Barclays’ Joseph Abate likewise sees scope for more in the way of deposits hitting the exits for money funds. Abate suggested this week that another $1.5 trillion could flow to government money market products over the next 12 months.

Meanwhile, bank lending plunged in the two weeks following SVB’s collapse. The two-week drop was $105 billion ($65 billion in the week to March 22 and another $45 billion the following week).

That was the largest two-week decline ever.

Not surprisingly, the declines were more pronounced in smaller lenders, which curbed loans and leases by nearly $39 billion in the week to March 22 and by another $35 billion over the next seven days.

The total for large banks over that two-week stretch was ~$23 billion.

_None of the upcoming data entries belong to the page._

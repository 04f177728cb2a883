//! High-level API for numkit.
//!
//! ## Purpose
//!
//! This module provides the user-facing entry points: the fluent
//! [`DataProcessorBuilder`] and re-exports of the public types of the
//! engine, calculator and primitives layers.
//!
//! ## Design notes
//!
//! * **Ergonomic**: Fluent builder with sensible defaults for all parameters.
//! * **Validated**: Parameters are validated when `.build()` is called.
//!
//! ### Configuration Flow
//!
//! 1. Create a [`DataProcessorBuilder`] via `DataProcessor::builder()`.
//! 2. Chain configuration methods (`.normalize()`).
//! 3. Call `.build()` to obtain a [`DataProcessor`].

// Internal dependencies
use crate::engine::validator::Validator;

// Publicly re-exported types
pub use crate::calculator::Calculator;
pub use crate::engine::operation::Operation;
pub use crate::engine::options::ProcessOptions;
pub use crate::engine::output::Statistics;
pub use crate::engine::processor::{DEFAULT_OUTLIER_THRESHOLD, DataProcessor};
pub use crate::primitives::errors::NumkitError;
pub use crate::primitives::input::ProcessInput;
pub use crate::primitives::number::Number;

/// Fluent builder for configuring a [`DataProcessor`].
#[derive(Debug, Clone, Default)]
pub struct DataProcessorBuilder {
    /// Min-max scale the result of every non-normalize operation.
    pub normalize: Option<bool>,

    /// Tracks if any parameter was set multiple times (for validation).
    #[doc(hidden)]
    pub duplicate_param: Option<&'static str>,
}

impl DataProcessorBuilder {
    /// Create a new builder with default settings.
    pub fn new() -> Self {
        Self::default()
    }

    /// Enable or disable post-normalization (default: disabled).
    pub fn normalize(mut self, enabled: bool) -> Self {
        if self.normalize.is_some() {
            self.duplicate_param = Some("normalize");
        }
        self.normalize = Some(enabled);
        self
    }

    /// Validate the configuration and build the processor.
    pub fn build(self) -> Result<DataProcessor, NumkitError> {
        Validator::validate_no_duplicates(self.duplicate_param)?;
        Ok(DataProcessor::new(self.normalize.unwrap_or(false)))
    }
}

impl DataProcessor {
    /// Start configuring a processor.
    pub fn builder() -> DataProcessorBuilder {
        DataProcessorBuilder::new()
    }
}
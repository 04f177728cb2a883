#![cfg(feature = "dev")]
//! Tests for the prelude module.
//!
//! These tests verify that the prelude exports everything needed for
//! everyday use of both components.
//!
//! ## Test Organization
//!
//! 1. **Import Verification** - All prelude exports are accessible
//! 2. **Workflows** - Complete calls work with prelude imports only

use numkit::prelude::*;

// ============================================================================
// Import Verification Tests
// ============================================================================

/// Test both components construct from the prelude.
#[test]
fn test_prelude_components() {
    let _calc = Calculator::new();
    let _processor = DataProcessor::new(false);
    let _builder: DataProcessorBuilder = DataProcessor::builder();
}

/// Test operation variants are exported unqualified.
#[test]
fn test_prelude_operation_variants() {
    assert_eq!(
        [Identity, Square, Sqrt, Normalize],
        Operation::ALL,
        "Variants should match Operation::ALL"
    );
}

/// Test supporting types are exported.
#[test]
fn test_prelude_supporting_types() {
    let _opts = ProcessOptions::new();
    let _n: Number = 3.into();
    let _err: NumkitError = NumkitError::EmptyInput;
    assert_eq!(DEFAULT_OUTLIER_THRESHOLD, 2.0);
    assert!(!numkit::VERSION.is_empty());
}

// ============================================================================
// Workflow Tests
// ============================================================================

/// Test a full processing workflow.
#[test]
fn test_prelude_workflow() {
    let processor = DataProcessor::default();
    let data = vec![1.0, 2.0, 3.0];

    let squared = processor.process(&data, Square).unwrap();
    let stats: Statistics<f64> = processor.statistics(&squared).unwrap();

    assert_eq!(squared.len(), data.len());
    assert_eq!(stats.max, 9.0);
}

/// Test generic code can accept any processor input.
#[test]
fn test_prelude_process_input() {
    fn total<I: ProcessInput<f64> + ?Sized>(input: &I) -> f64 {
        input.as_process_slice().unwrap().iter().sum()
    }

    assert_eq!(total(&[1.0, 2.0]), 3.0);
    assert_eq!(total(&vec![1.0, 2.0, 3.0]), 6.0);
    assert_eq!(total([4.0, 5.0].as_slice()), 9.0);
}
//! Output types for processor statistics.
//!
//! ## Purpose
//!
//! This module defines the `Statistics` struct returned by
//! `DataProcessor::statistics`, with a string-keyed view for callers that
//! treat it as a mapping.
//!
//! ## Design notes
//!
//! * **Generics**: Values are generic over `Float` types.
//! * **Ergonomics**: Implements `Display` for human-readable output.
//! * **Keys**: `"mean"`, `"std"`, `"min"`, `"max"`, always in that order.
//!
//! ## Invariants
//!
//! * `min <= mean <= max` for finite input.
//! * `std` is the population standard deviation and is never negative.
//!
//! ## Non-goals
//!
//! * This module does not perform calculations; it only stores results.
//! * This module does not provide serialization/deserialization logic.

// Feature-gated imports
#[cfg(not(feature = "std"))]
use alloc::collections::BTreeMap;
#[cfg(feature = "std")]
use std::collections::BTreeMap;

// External dependencies
use core::fmt::{Display, Formatter, Result};
use num_traits::Float;

/// Summary statistics of a numeric sequence.
#[derive(Debug, Clone, Copy, PartialEq)]
pub struct Statistics<T> {
    /// Arithmetic mean.
    pub mean: T,

    /// Population standard deviation (divides by N).
    pub std: T,

    /// Smallest value.
    pub min: T,

    /// Largest value.
    pub max: T,
}

impl<T: Float> Statistics<T> {
    /// Mapping keys, in iteration order.
    pub const KEYS: [&'static str; 4] = ["mean", "std", "min", "max"];

    /// Look up a value by key.
    pub fn get(&self, key: &str) -> Option<T> {
        match key {
            "mean" => Some(self.mean),
            "std" => Some(self.std),
            "min" => Some(self.min),
            "max" => Some(self.max),
            _ => None,
        }
    }

    /// `(key, value)` pairs in key order.
    pub fn iter(&self) -> impl Iterator<Item = (&'static str, T)> {
        let values = [self.mean, self.std, self.min, self.max];
        Self::KEYS.into_iter().zip(values)
    }

    /// Owned string-keyed mapping of all values.
    pub fn to_map(&self) -> BTreeMap<&'static str, T> {
        self.iter().collect()
    }
}

// ============================================================================
// Display Implementation
// ============================================================================

impl<T: Float + Display> Display for Statistics<T> {
    fn fmt(&self, f: &mut Formatter<'_>) -> Result {
        writeln!(f, "Statistics:")?;
        writeln!(f, "  Mean: {:.6}", self.mean)?;
        writeln!(f, "  Std:  {:.6}", self.std)?;
        writeln!(f, "  Min:  {:.6}", self.min)?;
        writeln!(f, "  Max:  {:.6}", self.max)
    }
}
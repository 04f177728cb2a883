//! Min-max normalization.
//!
//! This module rescales a sequence linearly into `[0, 1]` using its own
//! observed minimum and maximum: `(x - min) / (max - min)`.
//!
//! A sequence whose minimum equals its maximum has no range to scale by; it
//! maps to all zeros instead of dividing by zero.

// Feature-gated imports
#[cfg(not(feature = "std"))]
use alloc::vec::Vec;
#[cfg(feature = "std")]
use std::vec::Vec;

// External dependencies
use num_traits::Float;
use tracing::debug;

// Internal dependencies
use crate::math::moments;

/// Min-max normalize a sequence into a new vector.
pub fn min_max<T: Float>(vals: &[T]) -> Vec<T> {
    let mut out = vals.to_vec();
    min_max_in_place(&mut out);
    out
}

/// Min-max normalize a sequence in place.
pub fn min_max_in_place<T: Float>(vals: &mut [T]) {
    let (lo, hi) = moments::extent(vals);

    if hi == lo {
        debug!(len = vals.len(), "constant data, normalizing to zeros");
        vals.iter_mut().for_each(|x| *x = T::zero());
        return;
    }

    let range = hi - lo;
    for x in vals.iter_mut() {
        *x = (*x - lo) / range;
    }
}
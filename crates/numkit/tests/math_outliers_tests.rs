#![cfg(feature = "dev")]
//! Tests for z-score outlier filtering.
//!
//! ## Test Organization
//!
//! 1. **Z-Scores** - Score computation
//! 2. **Filtering** - Threshold behavior and ordering
//! 3. **Undefined Scores** - Small and constant data

use approx::assert_relative_eq;

use numkit::internals::math::outliers;

// ============================================================================
// Z-Score Tests
// ============================================================================

/// Test z-scores of a symmetric sequence.
///
/// [-1, 0, 1] has mean 0 and population std sqrt(2/3).
#[test]
fn test_z_scores_symmetric() {
    let scores = outliers::z_scores(&[-1.0f64, 0.0, 1.0]).unwrap();
    let std = (2.0f64 / 3.0).sqrt();

    assert_relative_eq!(scores[0], 1.0 / std, epsilon = 1e-12);
    assert_relative_eq!(scores[1], 0.0, epsilon = 1e-12);
    assert_relative_eq!(scores[2], 1.0 / std, epsilon = 1e-12);
}

/// Test z-scores are undefined for small or constant data.
#[test]
fn test_z_scores_undefined() {
    assert!(outliers::z_scores(&[1.0f64, 2.0]).is_none());
    assert!(outliers::z_scores(&[3.0f64, 3.0, 3.0]).is_none());
}

// ============================================================================
// Filtering Tests
// ============================================================================

/// Test the clear outlier is removed and order is preserved.
#[test]
fn test_retain_inliers_removes_outlier() {
    let kept = outliers::retain_inliers(&[1.0f64, 2.0, 3.0, 4.0, 5.0, 100.0], 2.0);

    assert_eq!(kept, vec![1.0, 2.0, 3.0, 4.0, 5.0]);
}

/// Test order is preserved when the outlier is in the middle.
#[test]
fn test_retain_inliers_preserves_order() {
    let kept = outliers::retain_inliers(&[5.0f64, 1.0, 100.0, 4.0, 2.0, 3.0], 2.0);

    assert_eq!(kept, vec![5.0, 1.0, 4.0, 2.0, 3.0]);
}

/// Test the comparison is strict: a score equal to the threshold is dropped.
///
/// [0, 0, 3, 3] has mean 1.5 and std 1.5, so every score is exactly 1.
#[test]
fn test_retain_inliers_strict_threshold() {
    let vals = [0.0f64, 0.0, 3.0, 3.0];

    assert!(outliers::retain_inliers(&vals, 1.0).is_empty());
    assert_eq!(outliers::retain_inliers(&vals, 1.5), vals.to_vec());
}

/// Test a negative threshold keeps nothing.
#[test]
fn test_retain_inliers_negative_threshold() {
    let kept = outliers::retain_inliers(&[1.0f64, 2.0, 3.0], -1.0);

    assert!(kept.is_empty());
}

/// Test filtering keeps exactly the values whose z-score is below the threshold.
#[test]
fn test_retain_inliers_matches_z_scores() {
    let vals = [2.0f64, 4.0, 4.0, 4.0, 5.0, 5.0, 7.0, 9.0];
    let scores = outliers::z_scores(&vals).unwrap();
    let expected: Vec<f64> = vals
        .iter()
        .zip(&scores)
        .filter(|&(_, &z)| z < 1.0)
        .map(|(&x, _)| x)
        .collect();

    // Mean 5, std 2; 7.0 scores exactly 1 and is dropped with 2.0 and 9.0.
    assert_eq!(expected, vec![4.0, 4.0, 4.0, 5.0, 5.0]);
    assert_eq!(outliers::retain_inliers(&vals, 1.0), expected);
}

// ============================================================================
// Undefined Scores Tests
// ============================================================================

/// Test fewer than MIN_POINTS values are returned unchanged.
#[test]
fn test_retain_inliers_too_few_points() {
    assert_eq!(outliers::MIN_POINTS, 3);
    assert_eq!(outliers::retain_inliers(&[1.0f64, 1000.0], 0.1), vec![1.0, 1000.0]);
}

/// Test zero deviation returns the input unchanged, even with a negative threshold.
#[test]
fn test_retain_inliers_zero_std() {
    let kept = outliers::retain_inliers(&[4.0f64, 4.0, 4.0, 4.0], -1.0);

    assert_eq!(kept, vec![4.0, 4.0, 4.0, 4.0]);
}
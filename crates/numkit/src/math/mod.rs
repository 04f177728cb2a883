//! Layer 2: Math
//!
//! # Purpose
//!
//! This layer provides pure mathematical functions used by the processor:
//! - Summary moments (mean, population standard deviation, extremes)
//! - Min-max normalization
//! - Z-score outlier filtering
//!
//! These are reusable building blocks with no knowledge of operations or
//! processor configuration.
//!
//! # Architecture
//!
//! ```text
//! Layer 4: API
//!   ↓
//! Layer 3: Engine / Calculator
//!   ↓
//! Layer 2: Math ← You are here
//!   ↓
//! Layer 1: Primitives
//! ```

/// Mean, standard deviation and extremes.
pub mod moments;

/// Min-max normalization.
pub mod scaling;

/// Z-score outlier filtering.
pub mod outliers;
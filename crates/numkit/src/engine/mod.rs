//! Layer 3: Engine
//!
//! # Purpose
//!
//! This layer orchestrates data processing: it validates input, dispatches
//! the requested operation, applies post-normalization and assembles
//! statistics output.
//!
//! # Architecture
//!
//! ```text
//! Layer 4: API
//!   ↓
//! Layer 3: Engine ← You are here
//!   ↓
//! Layer 2: Math
//!   ↓
//! Layer 1: Primitives
//! ```

/// The data processor.
pub mod processor;

/// Processing operations.
pub mod operation;

/// Per-call options.
pub mod options;

/// Statistics output.
pub mod output;

/// Validation logic.
pub mod validator;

As you can imagine, the fallout for commercial and industrial lending, and particularly for commercial real estate, was dramatic. Analysts are concerned about the latter given small banks’ share of the market.

Plainly, drops of that magnitude aren’t tenable, and therefore won’t be sustained.

That’s not to say C&I and CRE lending won’t be meaningfully constrained (or even strangled) going forward, it’s just to state what I think is obvious: In the very unlikely event that the conditions illustrated so poignantly above persist to the same degree they did late last month, the Fed would have no choice but to cut rates.

The latest figures on discount window borrowing and BTFP usage still evidence demand for emergency liquidity, but the situation doesn’t seem to be getting worse. And some other indicators (e.g., daily gross FHLB supply) suggest the worst of the crunch is behind us.

It’s really all about the ongoing drag from here, more than it is about any kind of “sudden stop” scenario. Or at least one hopes so.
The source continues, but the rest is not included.